* Records supplied

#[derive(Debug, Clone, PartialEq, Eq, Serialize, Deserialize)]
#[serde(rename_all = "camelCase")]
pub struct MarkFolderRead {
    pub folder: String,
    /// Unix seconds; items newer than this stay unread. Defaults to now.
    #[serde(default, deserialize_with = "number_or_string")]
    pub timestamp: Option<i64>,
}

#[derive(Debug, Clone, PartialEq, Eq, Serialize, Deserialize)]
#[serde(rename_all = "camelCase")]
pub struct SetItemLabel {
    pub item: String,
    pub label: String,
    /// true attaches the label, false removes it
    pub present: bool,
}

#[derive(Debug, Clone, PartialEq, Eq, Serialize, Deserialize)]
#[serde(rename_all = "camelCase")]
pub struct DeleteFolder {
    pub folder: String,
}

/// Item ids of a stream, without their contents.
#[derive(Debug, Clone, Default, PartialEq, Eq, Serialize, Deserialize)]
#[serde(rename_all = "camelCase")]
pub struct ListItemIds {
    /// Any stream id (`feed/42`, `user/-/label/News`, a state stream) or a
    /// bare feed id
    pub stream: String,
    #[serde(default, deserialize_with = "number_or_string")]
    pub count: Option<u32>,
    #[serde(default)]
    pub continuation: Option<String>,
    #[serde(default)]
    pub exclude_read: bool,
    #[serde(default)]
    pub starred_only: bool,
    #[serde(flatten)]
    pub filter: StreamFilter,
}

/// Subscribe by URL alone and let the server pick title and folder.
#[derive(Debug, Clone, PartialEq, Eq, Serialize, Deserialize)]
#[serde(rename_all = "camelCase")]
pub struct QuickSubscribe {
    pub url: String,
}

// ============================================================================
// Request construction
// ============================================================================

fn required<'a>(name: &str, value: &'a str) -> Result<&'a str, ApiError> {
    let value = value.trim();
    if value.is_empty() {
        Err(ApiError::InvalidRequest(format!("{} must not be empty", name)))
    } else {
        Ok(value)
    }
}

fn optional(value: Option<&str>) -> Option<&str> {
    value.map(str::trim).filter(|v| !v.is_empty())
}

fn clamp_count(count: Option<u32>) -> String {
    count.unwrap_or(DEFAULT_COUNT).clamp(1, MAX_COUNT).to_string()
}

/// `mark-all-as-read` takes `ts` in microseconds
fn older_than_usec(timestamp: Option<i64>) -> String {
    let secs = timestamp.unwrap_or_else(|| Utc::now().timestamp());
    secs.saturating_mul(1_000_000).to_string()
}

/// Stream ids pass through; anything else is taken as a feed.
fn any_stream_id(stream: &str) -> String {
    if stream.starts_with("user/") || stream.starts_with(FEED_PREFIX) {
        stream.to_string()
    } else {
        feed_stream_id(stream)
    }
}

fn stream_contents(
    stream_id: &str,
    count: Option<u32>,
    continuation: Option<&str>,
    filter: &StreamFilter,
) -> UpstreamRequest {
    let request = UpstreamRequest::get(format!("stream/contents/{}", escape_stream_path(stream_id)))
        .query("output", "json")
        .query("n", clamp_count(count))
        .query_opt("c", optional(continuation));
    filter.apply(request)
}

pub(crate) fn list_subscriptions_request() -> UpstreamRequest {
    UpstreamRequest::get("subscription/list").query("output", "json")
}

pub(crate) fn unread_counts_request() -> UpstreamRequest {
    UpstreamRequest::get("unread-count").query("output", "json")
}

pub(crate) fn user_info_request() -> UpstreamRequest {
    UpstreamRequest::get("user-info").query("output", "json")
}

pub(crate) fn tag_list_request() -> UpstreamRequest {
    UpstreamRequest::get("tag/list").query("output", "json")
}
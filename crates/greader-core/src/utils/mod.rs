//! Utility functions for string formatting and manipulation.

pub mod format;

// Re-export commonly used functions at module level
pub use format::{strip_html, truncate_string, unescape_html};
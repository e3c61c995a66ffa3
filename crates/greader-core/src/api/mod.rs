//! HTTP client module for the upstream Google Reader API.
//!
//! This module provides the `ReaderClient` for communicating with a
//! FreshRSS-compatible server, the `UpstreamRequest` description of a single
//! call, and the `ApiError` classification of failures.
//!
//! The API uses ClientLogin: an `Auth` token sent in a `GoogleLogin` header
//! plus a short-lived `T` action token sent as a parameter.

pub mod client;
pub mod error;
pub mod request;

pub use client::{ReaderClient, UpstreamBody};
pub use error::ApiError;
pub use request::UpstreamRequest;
---
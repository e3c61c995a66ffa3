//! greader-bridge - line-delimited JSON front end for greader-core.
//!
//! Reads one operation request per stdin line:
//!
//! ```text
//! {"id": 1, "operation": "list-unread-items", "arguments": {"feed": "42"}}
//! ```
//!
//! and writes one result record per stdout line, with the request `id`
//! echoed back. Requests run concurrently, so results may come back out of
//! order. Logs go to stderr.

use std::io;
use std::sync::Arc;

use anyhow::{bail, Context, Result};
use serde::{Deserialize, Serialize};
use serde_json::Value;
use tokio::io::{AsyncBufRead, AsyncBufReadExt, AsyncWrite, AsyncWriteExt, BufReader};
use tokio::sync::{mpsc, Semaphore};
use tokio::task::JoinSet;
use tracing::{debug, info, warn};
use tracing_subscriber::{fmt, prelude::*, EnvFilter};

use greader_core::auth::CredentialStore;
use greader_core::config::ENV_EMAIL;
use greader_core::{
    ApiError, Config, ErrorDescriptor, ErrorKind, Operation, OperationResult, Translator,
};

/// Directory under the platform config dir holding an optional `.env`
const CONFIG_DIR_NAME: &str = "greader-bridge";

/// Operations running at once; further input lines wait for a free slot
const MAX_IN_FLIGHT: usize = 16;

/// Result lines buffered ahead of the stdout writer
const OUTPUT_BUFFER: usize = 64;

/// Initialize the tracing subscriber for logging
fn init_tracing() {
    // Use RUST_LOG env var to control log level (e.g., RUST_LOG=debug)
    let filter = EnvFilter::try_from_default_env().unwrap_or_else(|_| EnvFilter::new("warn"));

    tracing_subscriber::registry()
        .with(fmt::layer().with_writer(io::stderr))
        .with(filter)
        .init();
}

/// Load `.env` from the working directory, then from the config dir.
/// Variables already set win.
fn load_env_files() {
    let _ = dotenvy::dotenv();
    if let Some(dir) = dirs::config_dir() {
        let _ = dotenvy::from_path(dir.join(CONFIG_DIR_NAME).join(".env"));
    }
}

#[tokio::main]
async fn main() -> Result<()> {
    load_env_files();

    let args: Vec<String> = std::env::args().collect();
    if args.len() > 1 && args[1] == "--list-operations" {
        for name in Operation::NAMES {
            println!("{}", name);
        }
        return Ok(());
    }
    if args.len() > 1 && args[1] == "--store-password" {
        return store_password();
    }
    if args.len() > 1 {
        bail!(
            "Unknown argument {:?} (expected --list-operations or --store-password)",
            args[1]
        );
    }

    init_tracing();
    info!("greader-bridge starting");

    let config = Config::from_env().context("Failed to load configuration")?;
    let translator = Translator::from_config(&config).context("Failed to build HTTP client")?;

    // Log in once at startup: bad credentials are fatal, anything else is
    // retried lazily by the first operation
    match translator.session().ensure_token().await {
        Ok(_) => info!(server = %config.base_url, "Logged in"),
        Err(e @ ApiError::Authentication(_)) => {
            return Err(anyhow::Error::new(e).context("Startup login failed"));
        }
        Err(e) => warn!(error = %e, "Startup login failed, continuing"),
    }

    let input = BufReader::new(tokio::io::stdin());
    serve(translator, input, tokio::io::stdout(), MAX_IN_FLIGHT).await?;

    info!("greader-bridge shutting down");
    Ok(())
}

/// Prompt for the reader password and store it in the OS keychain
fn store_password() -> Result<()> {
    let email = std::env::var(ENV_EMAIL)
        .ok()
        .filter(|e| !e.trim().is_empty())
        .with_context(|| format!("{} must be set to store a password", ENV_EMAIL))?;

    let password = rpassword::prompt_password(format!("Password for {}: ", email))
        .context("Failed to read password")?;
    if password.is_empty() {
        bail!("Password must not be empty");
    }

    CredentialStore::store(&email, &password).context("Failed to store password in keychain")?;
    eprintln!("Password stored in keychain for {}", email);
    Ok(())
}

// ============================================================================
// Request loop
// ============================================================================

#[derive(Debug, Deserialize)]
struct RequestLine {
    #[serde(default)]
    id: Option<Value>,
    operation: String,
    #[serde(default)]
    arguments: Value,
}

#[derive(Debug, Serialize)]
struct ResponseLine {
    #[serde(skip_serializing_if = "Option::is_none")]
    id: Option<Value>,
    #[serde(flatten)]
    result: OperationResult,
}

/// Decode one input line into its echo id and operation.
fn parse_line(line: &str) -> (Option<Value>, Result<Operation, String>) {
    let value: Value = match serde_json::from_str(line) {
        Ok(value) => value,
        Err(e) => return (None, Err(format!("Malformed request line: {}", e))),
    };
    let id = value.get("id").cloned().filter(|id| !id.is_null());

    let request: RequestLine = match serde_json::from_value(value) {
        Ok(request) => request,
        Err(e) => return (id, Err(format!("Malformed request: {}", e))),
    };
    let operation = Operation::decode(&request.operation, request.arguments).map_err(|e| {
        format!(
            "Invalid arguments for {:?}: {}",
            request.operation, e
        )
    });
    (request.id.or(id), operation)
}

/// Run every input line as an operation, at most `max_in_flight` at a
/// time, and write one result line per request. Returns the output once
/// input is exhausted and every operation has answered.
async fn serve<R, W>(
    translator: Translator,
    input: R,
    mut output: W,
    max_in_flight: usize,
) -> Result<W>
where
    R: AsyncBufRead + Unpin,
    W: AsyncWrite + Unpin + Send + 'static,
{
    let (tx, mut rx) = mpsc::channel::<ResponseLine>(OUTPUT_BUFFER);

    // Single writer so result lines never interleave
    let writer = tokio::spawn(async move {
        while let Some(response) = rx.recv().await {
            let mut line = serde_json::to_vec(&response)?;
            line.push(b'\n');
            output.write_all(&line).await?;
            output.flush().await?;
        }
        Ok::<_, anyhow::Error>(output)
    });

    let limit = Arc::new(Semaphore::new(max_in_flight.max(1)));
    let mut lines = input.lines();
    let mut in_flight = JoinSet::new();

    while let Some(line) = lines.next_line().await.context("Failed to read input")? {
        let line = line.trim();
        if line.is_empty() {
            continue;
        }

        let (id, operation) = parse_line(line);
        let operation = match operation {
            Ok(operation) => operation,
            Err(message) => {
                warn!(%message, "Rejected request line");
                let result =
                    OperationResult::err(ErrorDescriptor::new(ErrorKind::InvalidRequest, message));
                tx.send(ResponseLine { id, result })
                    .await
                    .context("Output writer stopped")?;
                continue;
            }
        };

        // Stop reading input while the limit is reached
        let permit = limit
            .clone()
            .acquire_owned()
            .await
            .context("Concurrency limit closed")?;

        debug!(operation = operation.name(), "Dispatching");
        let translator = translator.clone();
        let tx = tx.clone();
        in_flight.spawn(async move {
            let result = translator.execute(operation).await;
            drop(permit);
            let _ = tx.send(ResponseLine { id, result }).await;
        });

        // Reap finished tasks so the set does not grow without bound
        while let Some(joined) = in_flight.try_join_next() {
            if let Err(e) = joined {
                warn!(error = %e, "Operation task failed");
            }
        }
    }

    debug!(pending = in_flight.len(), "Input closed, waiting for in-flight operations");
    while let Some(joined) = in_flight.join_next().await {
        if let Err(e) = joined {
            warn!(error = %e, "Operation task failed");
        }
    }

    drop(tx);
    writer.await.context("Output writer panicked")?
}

* Requirement
The answer must be one number, the count of lines above that hold the word "tokio".

* Written reply
7